_Exercise brief:_ Extract exactly those lines that lie between the start of the material and the line with "use crate::core::config::InfrastructureConfig;", including both boundary lines and no others.
Content starts
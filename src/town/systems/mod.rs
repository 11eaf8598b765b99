//! Simulation systems

pub mod businesses;
mod generation;
pub mod households;
pub mod metrics;

pub use businesses::update_businesses;
pub use generation::populate;
pub use households::update_households;
pub use metrics::{compute_metrics, gini_coefficient, MetricsSnapshot};
//! Infrastructure items - permanent public works built by the policy engine

use serde::{Deserialize, Serialize};

use crate::core::config::InfrastructureConfig;
use crate::core::types::{InfrastructureId, InfrastructureType, Position, Step};

/// A built road, school, clinic, market or utility
#[derive(Clone, Debug, PartialEq, Serialize, Deserialize)]
pub struct InfrastructureItem {
    pub id: InfrastructureId,
    pub kind: InfrastructureType,
    pub position: Position,
    /// Households within this Euclidean distance are served
    pub radius: f64,
    pub construction_cost: f64,
    /// 1.0 when new; decays every policy cycle down to the configured floor
    pub quality: f64,
    /// Users served (traffic, pupils, patients, vendors, connections)
    pub capacity: u32,
    pub built_step: Step,
}

impl InfrastructureItem {
    /// New item with radius, cost and capacity taken from the type table
    pub fn new(
        id: InfrastructureId,
        kind: InfrastructureType,
        position: Position,
        config: &InfrastructureConfig,
        built_step: Step,
    ) -> Self {
        Self {
            id,
            kind,
            position,
            radius: *config.radii.get(kind),
            construction_cost: *config.costs.get(kind),
            quality: 1.0,
            capacity: *config.capacity.get(kind),
            built_step,
        }
    }

    pub fn covers(&self, pos: Position) -> bool {
        self.position.distance(&pos) <= self.radius
    }

    /// Age the item by one policy cycle
    pub fn decay(&mut self, amount: f64, floor: f64) {
        self.quality = (self.quality - amount).max(floor);
    }
}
Content ends
_Response to the task:_
filename src/town/systems/mod.rs
repository 11eaf8598b765b99
//! Simulation systems

pub mod businesses;
mod generation;
pub mod households;
pub mod metrics;

pub use businesses::update_businesses;
pub use generation::populate;
pub use households::update_households;
pub use metrics::{compute_metrics, gini_coefficient, MetricsSnapshot};
//! Infrastructure items - permanent public works built by the policy engine

use serde::{Deserialize, Serialize};

use crate::core::config::InfrastructureConfig;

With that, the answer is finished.